[Dataset entries Boundary: Start]
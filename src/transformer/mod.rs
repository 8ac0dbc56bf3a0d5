//! Turns planned units into final page images.
//!
//! Each [`Unit`] is an isolated job: it loads its own source pages, derives its output
//! images and writes them under the output indices the planner assigned. Jobs share
//! no state, so [`transform_units`] runs them on a rayon pool in any order.

use std::path::{Path, PathBuf};

use image::{ImageBuffer, Luma};
use rayon::ThreadPool;
use rayon::prelude::*;

use crate::error::{Error, Result};
use crate::planner::Unit;
use crate::types::{Direction, TargetSize, output_file_name};

pub mod geometry;
pub mod jpeg;
pub mod tone;

/// Single-channel floating point image, values in `[0, 1]`.
pub type GrayF32Image = ImageBuffer<Luma<f32>, Vec<f32>>;

/// Settings the transformer needs from the processor configuration.
#[derive(Debug, Clone, Copy)]
pub struct TransformOptions {
    pub direction: Direction,
    pub gamma: f64,
    pub split_overlap: bool,
    pub target_size: Option<TargetSize>,
    pub jpeg_quality: u8,
}

/// Transforms every unit on the given pool and returns all written files in
/// output-index order.
///
/// The first failing unit aborts the batch; units not yet started are skipped.
pub fn transform_units(
    pool: &ThreadPool,
    units: &[Unit],
    output_dir: &Path,
    options: TransformOptions,
) -> Result<Vec<PathBuf>> {
    let per_unit: Vec<Vec<PathBuf>> = pool.install(|| {
        units
            .par_iter()
            .map(|unit| transform_unit(unit, output_dir, options))
            .collect::<Result<Vec<_>>>()
    })?;
    Ok(per_unit.into_iter().flatten().collect())
}

/// Loads, merges and processes a single unit, writing `<index>.jpg` per output page.
pub fn transform_unit(
    unit: &Unit,
    output_dir: &Path,
    options: TransformOptions,
) -> Result<Vec<PathBuf>> {
    let gray = {
        let first = image::open(&unit.primary)?.to_rgb8();
        let page = match &unit.secondary {
            Some(secondary) => {
                let second = image::open(secondary)?.to_rgb8();
                geometry::merge_pages(&first, &second, options.direction)?
            }
            None => first,
        };
        geometry::to_gray_f32(&page)
    };

    let cropped = geometry::crop(gray, unit.bbox);
    let pages = geometry::derive_pages(
        cropped,
        unit.is_spread,
        unit.split_mode,
        options.split_overlap,
        options.target_size,
        options.direction,
    );

    if pages.len() != unit.output_count() {
        return Err(Error::Invariant(format!(
            "Unit from page {} produced {} images for {} planned outputs",
            unit.source_index,
            pages.len(),
            unit.output_count()
        )));
    }

    let mut written = Vec::with_capacity(pages.len());
    for (page, index) in pages.into_iter().zip(unit.output_indices.clone()) {
        let corrected = tone::gamma_correct(&page, options.gamma);
        let quantized = tone::quantize(corrected);
        let bytes = jpeg::encode_jpeg(&quantized, options.jpeg_quality)?;

        let path = output_dir.join(output_file_name(index));
        std::fs::write(&path, bytes)?;
        written.push(path);
    }

    log::debug!(
        "Transformed page {}{} into {:?}",
        unit.source_index,
        if unit.is_merged() { " (merged)" } else { "" },
        unit.output_indices
    );
    Ok(written)
}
[Dataset entries Boundary: End]
What this task involves: Determine the number of lines in these entries that contain the word "secondary", and write only that number.

Response area: 3